-- DATA FOR THIS TASK follows --
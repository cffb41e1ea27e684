//! `search_file`: recursive filename search within the workspace.

use std::path::PathBuf;

use serde_json::{Map, Value, json};

use crate::protocol::Tool;

const MAX_RESULTS: usize = 50;

/// Recursively searches for files whose name contains `pattern`.
///
/// Dotfiles are skipped, except for a conventional `.vibe` directory, which
/// is the one dotfile location expected to hold workspace-relevant state.
#[derive(Debug)]
pub struct SearchFileTool {
    workspace_root: PathBuf,
}

impl SearchFileTool {
    /// Creates a tool searching within `workspace_root`.
    #[must_use]
    pub fn new(workspace_root: impl Into<PathBuf>) -> Self {
        Self {
            workspace_root: workspace_root.into(),
        }
    }
}

#[async_trait::async_trait]
impl Tool for SearchFileTool {
    fn name(&self) -> &str {
        "search_file"
    }

    fn description(&self) -> &str {
        "Recursively search the workspace for files whose name matches a pattern."
    }

    fn parameters_schema(&self) -> Value {
        json!({
            "type": "object",
            "properties": {
                "pattern": { "type": "string" },
                "path": { "type": "string" },
            },
            "required": ["pattern"],
        })
    }

    fn validate(&self, parameters: &Map<String, Value>) -> Result<(), String> {
        match parameters.get("pattern") {
            Some(Value::String(pattern)) if !pattern.is_empty() => Ok(()),
            Some(Value::String(_)) => Err("parameter `pattern` cannot be empty".to_string()),
            Some(_) => Err("parameter `pattern` must be a string".to_string()),
            None => Err("parameter `pattern` is required".to_string()),
        }
    }

    async fn execute(&self, parameters: Map<String, Value>) -> Result<Value, String> {
        let pattern = parameters
            .get("pattern")
            .and_then(Value::as_str)
            .ok_or_else(|| "parameter `pattern` is required".to_string())?
            .to_string();
        let start = parameters
            .get("path")
            .and_then(Value::as_str)
            .map_or_else(|| self.workspace_root.clone(), PathBuf::from);

        let matches = tokio::task::spawn_blocking(move || walk(&start, &pattern, MAX_RESULTS))
            .await
            .map_err(|source| format!("search task failed: {source}"))?;

        Ok(json!({ "matches": matches }))
    }
}

fn walk(start: &std::path::Path, pattern: &str, limit: usize) -> Vec<String> {
    let mut matches = Vec::new();
    let mut stack = vec![start.to_path_buf()];

    while let Some(dir) = stack.pop() {
        if matches.len() >= limit {
            break;
        }
        let Ok(entries) = std::fs::read_dir(&dir) else {
            continue;
        };
        for entry in entries.flatten() {
            if matches.len() >= limit {
                break;
            }
            let file_name = entry.file_name();
            let name = file_name.to_string_lossy();
            if name.starts_with('.') && name != ".vibe" {
                continue;
            }

            let path = entry.path();
            if path.is_dir() {
                stack.push(path);
                continue;
            }

            if name.contains(pattern) {
                matches.push(path.to_string_lossy().into_owned());
            }
        }
    }

    matches.sort();
    matches.truncate(limit);
    matches
}

#[cfg(test)]
mod tests {
    use super::*;

    #[tokio::test]
    async fn finds_matching_files() {
        let dir = tempfile::tempdir().unwrap();
        tokio::fs::write(dir.path().join("target.rs"), "").await.unwrap();
        tokio::fs::write(dir.path().join("other.rs"), "").await.unwrap();

        let tool = SearchFileTool::new(dir.path());
        let mut params = Map::new();
        params.insert("pattern".into(), Value::from("target"));

        let output = tool.execute(params).await.unwrap();
        let matches = output["matches"].as_array().unwrap();
        assert_eq!(matches.len(), 1);
    }

    #[tokio::test]
    async fn skips_dotfiles_except_vibe_dir() {
        let dir = tempfile::tempdir().unwrap();
        tokio::fs::create_dir(dir.path().join(".git")).await.unwrap();
        tokio::fs::write(dir.path().join(".git/match.txt"), "").await.unwrap();
        tokio::fs::create_dir(dir.path().join(".vibe")).await.unwrap();
        tokio::fs::write(dir.path().join(".vibe/match.txt"), "").await.unwrap();

        let tool = SearchFileTool::new(dir.path());
        let mut params = Map::new();
        params.insert("pattern".into(), Value::from("match"));

        let output = tool.execute(params).await.unwrap();
        let matches = output["matches"].as_array().unwrap();
        assert_eq!(matches.len(), 1);
        assert!(matches[0].as_str().unwrap().contains(".vibe"));
    }
}
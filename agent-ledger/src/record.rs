//! Row shapes stored in and returned from the ledger.

use agent_primitives::{AgentId, TaskId};
use serde::{Deserialize, Serialize};
use serde_json::Value;

/// Lifecycle status of a task as recorded in the ledger.
///
/// Ordering is total: `Started` precedes `Completed`/`Failed`; an upsert on
/// an existing `started` row moves it forward, never backward.
#[derive(Clone, Copy, Debug, Eq, PartialEq, Serialize, Deserialize)]
#[serde(rename_all = "snake_case")]
pub enum TaskStatus {
    /// The task was dispatched to an agent but has not yet produced an outcome.
    Started,
    /// The task's agent returned a result.
    Completed,
    /// The task's agent raised or the kernel failed to dispatch it.
    Failed,
}

impl TaskStatus {
    /// Returns the row's canonical string form, as stored in SQLite.
    #[must_use]
    pub const fn as_str(self) -> &'static str {
        match self {
            Self::Started => "started",
            Self::Completed => "completed",
            Self::Failed => "failed",
        }
    }

    /// Parses a status string read back from storage.
    #[must_use]
    pub fn from_str(s: &str) -> Option<Self> {
        match s {
            "started" => Some(Self::Started),
            "completed" => Some(Self::Completed),
            "failed" => Some(Self::Failed),
            _ => None,
        }
    }
}

/// A single row of the task ledger: the latest known state of one task.
#[derive(Clone, Debug, Serialize, Deserialize)]
pub struct TaskRecord {
    /// Identifier of the task this row describes.
    pub task_id: TaskId,
    /// Identifier of the agent the task was dispatched to.
    pub agent_id: AgentId,
    /// Lifecycle status.
    pub status: TaskStatus,
    /// The task's input payload, as submitted.
    pub input_payload: Value,
    /// The agent's result, once completed. `None` before completion.
    pub output_result: Option<Value>,
    /// The failure message, once failed. `None` otherwise.
    pub error_message: Option<String>,
    /// ISO-8601 timestamp of the most recent write to this row.
    pub timestamp: String,
}

/// Aggregate counters returned by [`crate::Ledger::get_statistics`].
#[derive(Clone, Debug, Default, Serialize, Deserialize)]
pub struct LedgerStatistics {
    /// Total rows in the ledger.
    pub total: u64,
    /// Rows currently in the `started` state.
    pub started: u64,
    /// Rows in the `completed` state.
    pub completed: u64,
    /// Rows in the `failed` state.
    pub failed: u64,
    /// Distinct agent ids that have appeared in the ledger.
    pub distinct_agents: Vec<AgentId>,
}
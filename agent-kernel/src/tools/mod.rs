//! Kernel-aware tools that need to call back into the [`crate::Kernel`] that
//! dispatched them, and therefore cannot live in the dependency-acyclic
//! `agent-tools` crate.

mod delegate_task;
mod inspect_result;

pub use delegate_task::DelegateTaskTool;
pub use inspect_result::InspectResultTool;
//! Shared error definitions for agent primitives.

use thiserror::Error;
use uuid::Error as UuidError;

/// Result alias used throughout the kernel crate family.
pub type Result<T> = std::result::Result<T, Error>;

/// Errors that can occur while manipulating kernel primitive types.
#[derive(Debug, Error)]
pub enum Error {
    /// The provided agent or task identifier could not be parsed.
    #[error("invalid identifier: {source}")]
    InvalidId {
        /// Source parsing error from the UUID library.
        #[from]
        source: UuidError,
    },

    /// Manifest construction failed validation.
    #[error("invalid manifest: {reason}")]
    InvalidManifest {
        /// Human-readable reason for rejection.
        reason: String,
    },
}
-- DATA FOR THIS TASK concluded --
The answer must be the same records, repeated exactly and in full.

repository cffb41e1ea27e684
//! `search_file`: recursive filename search within the workspace.

use std::path::PathBuf;

use serde_json::{Map, Value, json};

use crate::protocol::Tool;

const MAX_RESULTS: usize = 50;

/// Recursively searches for files whose name contains `pattern`.
///
/// Dotfiles are skipped, except for a conventional `.vibe` directory, which
/// is the one dotfile location expected to hold workspace-relevant state.
#[derive(Debug)]
pub struct SearchFileTool {
    workspace_root: PathBuf,
}

impl SearchFileTool {
    /// Creates a tool searching within `workspace_root`.
    #[must_use]
    pub fn new(workspace_root: impl Into<PathBuf>) -> Self {
        Self {
            workspace_root: workspace_root.into(),
        }
    }
}

#[async_trait::async_trait]
impl Tool for SearchFileTool {
    fn name(&self) -> &str {
        "search_file"
    }

    fn description(&self) -> &str {
        "Recursively search the workspace for files whose name matches a pattern."
    }

    fn parameters_schema(&self) -> Value {
        json!({
            "type": "object",
            "properties": {
                "pattern": { "type": "string" },
                "path": { "type": "string" },
            },
            "required": ["pattern"],
        })
    }

    fn validate(&self, parameters: &Map<String, Value>) -> Result<(), String> {
        match parameters.get("pattern") {
            Some(Value::String(pattern)) if !pattern.is_empty() => Ok(()),
            Some(Value::String(_)) => Err("parameter `pattern` cannot be empty".to_string()),
            Some(_) => Err("parameter `pattern` must be a string".to_string()),
            None => Err("parameter `pattern` is required".to_string()),
        }
    }

    async fn execute(&self, parameters: Map<String, Value>) -> Result<Value, String> {
        let pattern = parameters
            .get("pattern")
            .and_then(Value::as_str)
            .ok_or_else(|| "parameter `pattern` is required".to_string())?
            .to_string();
        let start = parameters
            .get("path")
            .and_then(Value::as_str)
            .map_or_else(|| self.workspace_root.clone(), PathBuf::from);

        let matches = tokio::task::spawn_blocking(move || walk(&start, &pattern, MAX_RESULTS))
            .await
            .map_err(|source| format!("search task failed: {source}"))?;

        Ok(json!({ "matches": matches }))
    }
}

fn walk(start: &std::path::Path, pattern: &str, limit: usize) -> Vec<String> {
    let mut matches = Vec::new();
    let mut stack = vec![start.to_path_buf()];

    while let Some(dir) = stack.pop() {
        if matches.len() >= limit {
            break;
        }
        let Ok(entries) = std::fs::read_dir(&dir) else {
            continue;
        };
        for entry in entries.flatten() {
            if matches.len() >= limit {
                break;
            }
            let file_name = entry.file_name();
            let name = file_name.to_string_lossy();
            if name.starts_with('.') && name != ".vibe" {
                continue;
            }

            let path = entry.path();
            if path.is_dir() {
                stack.push(path);
                continue;
            }

            if name.contains(pattern) {
                matches.push(path.to_string_lossy().into_owned());
            }
        }
    }

    matches.sort();
    matches.truncate(limit);
    matches
}

#[cfg(test)]
mod tests {
    use super::*;

    #[tokio::test]
    async fn finds_matching_files() {
        let dir = tempfile::tempdir().unwrap();
        tokio::fs::write(dir.path().join("target.rs"), "").await.unwrap();
        tokio::fs::write(dir.path().join("other.rs"), "").await.unwrap();

        let tool = SearchFileTool::new(dir.path());
        let mut params = Map::new();
        params.insert("pattern".into(), Value::from("target"));

        let output = tool.execute(params).await.unwrap();
        let matches = output["matches"].as_array().unwrap();
        assert_eq!(matches.len(), 1);
    }

    #[tokio::test]
    async fn skips_dotfiles_except_vibe_dir() {
        let dir = tempfile::tempdir().unwrap();
        tokio::fs::create_dir(dir.path().join(".git")).await.unwrap();
        tokio::fs::write(dir.path().join(".git/match.txt"), "").await.unwrap();
        tokio::fs::create_dir(dir.path().join(".vibe")).await.unwrap();
        tokio::fs::write(dir.path().join(".vibe/match.txt"), "").await.unwrap();

        let tool = SearchFileTool::new(dir.path());
        let mut params = Map::new();
        params.insert("pattern".into(), Value::from("match"));

        let output = tool.execute(params).await.unwrap();
        let matches = output["matches"].as_array().unwrap();
        assert_eq!(matches.len(), 1);
        assert!(matches[0].as_str().unwrap().contains(".vibe"));
    }
}
filename agent-ledger/src/record.rs
//! Row shapes stored in and returned from the ledger.

use agent_primitives::{AgentId, TaskId};
use serde::{Deserialize, Serialize};
use serde_json::Value;

/// Lifecycle status of a task as recorded in the ledger.
///
/// Ordering is total: `Started` precedes `Completed`/`Failed`; an upsert on
/// an existing `started` row moves it forward, never backward.
#[derive(Clone, Copy, Debug, Eq, PartialEq, Serialize, Deserialize)]
#[serde(rename_all = "snake_case")]
pub enum TaskStatus {
    /// The task was dispatched to an agent but has not yet produced an outcome.
    Started,
    /// The task's agent returned a result.
    Completed,
    /// The task's agent raised or the kernel failed to dispatch it.
    Failed,
}

impl TaskStatus {
    /// Returns the row's canonical string form, as stored in SQLite.
    #[must_use]
    pub const fn as_str(self) -> &'static str {
        match self {
            Self::Started => "started",
            Self::Completed => "completed",
            Self::Failed => "failed",
        }
    }

    /// Parses a status string read back from storage.
    #[must_use]
    pub fn from_str(s: &str) -> Option<Self> {
        match s {
            "started" => Some(Self::Started),
            "completed" => Some(Self::Completed),
            "failed" => Some(Self::Failed),
            _ => None,
        }
    }
}

/// A single row of the task ledger: the latest known state of one task.
#[derive(Clone, Debug, Serialize, Deserialize)]
pub struct TaskRecord {
    /// Identifier of the task this row describes.
    pub task_id: TaskId,
    /// Identifier of the agent the task was dispatched to.
    pub agent_id: AgentId,
    /// Lifecycle status.
    pub status: TaskStatus,
    /// The task's input payload, as submitted.
    pub input_payload: Value,
    /// The agent's result, once completed. `None` before completion.
    pub output_result: Option<Value>,
    /// The failure message, once failed. `None` otherwise.
    pub error_message: Option<String>,
    /// ISO-8601 timestamp of the most recent write to this row.
    pub timestamp: String,
}

/// Aggregate counters returned by [`crate::Ledger::get_statistics`].
#[derive(Clone, Debug, Default, Serialize, Deserialize)]
pub struct LedgerStatistics {
    /// Total rows in the ledger.
    pub total: u64,
    /// Rows currently in the `started` state.
    pub started: u64,
    /// Rows in the `completed` state.
    pub completed: u64,
    /// Rows in the `failed` state.
    pub failed: u64,
    /// Distinct agent ids that have appeared in the ledger.
    pub distinct_agents: Vec<AgentId>,
}
filename agent-kernel/src/tools/mod.rs
//! Kernel-aware tools that need to call back into the [`crate::Kernel`] that
//! dispatched them, and therefore cannot live in the dependency-acyclic
//! `agent-tools` crate.

mod delegate_task;
mod inspect_result;

pub use delegate_task::DelegateTaskTool;
pub use inspect_result::InspectResultTool;
//! Shared error definitions for agent primitives.

use thiserror::Error;
use uuid::Error as UuidError;

/// Result alias used throughout the kernel crate family.
pub type Result<T> = std::result::Result<T, Error>;

/// Errors that can occur while manipulating kernel primitive types.
#[derive(Debug, Error)]
pub enum Error {
    /// The provided agent or task identifier could not be parsed.
    #[error("invalid identifier: {source}")]
    InvalidId {
        /// Source parsing error from the UUID library.
        #[from]
        source: UuidError,
    },

    /// Manifest construction failed validation.
    #[error("invalid manifest: {reason}")]
    InvalidManifest {
        /// Human-readable reason for rejection.
        reason: String,
    },
}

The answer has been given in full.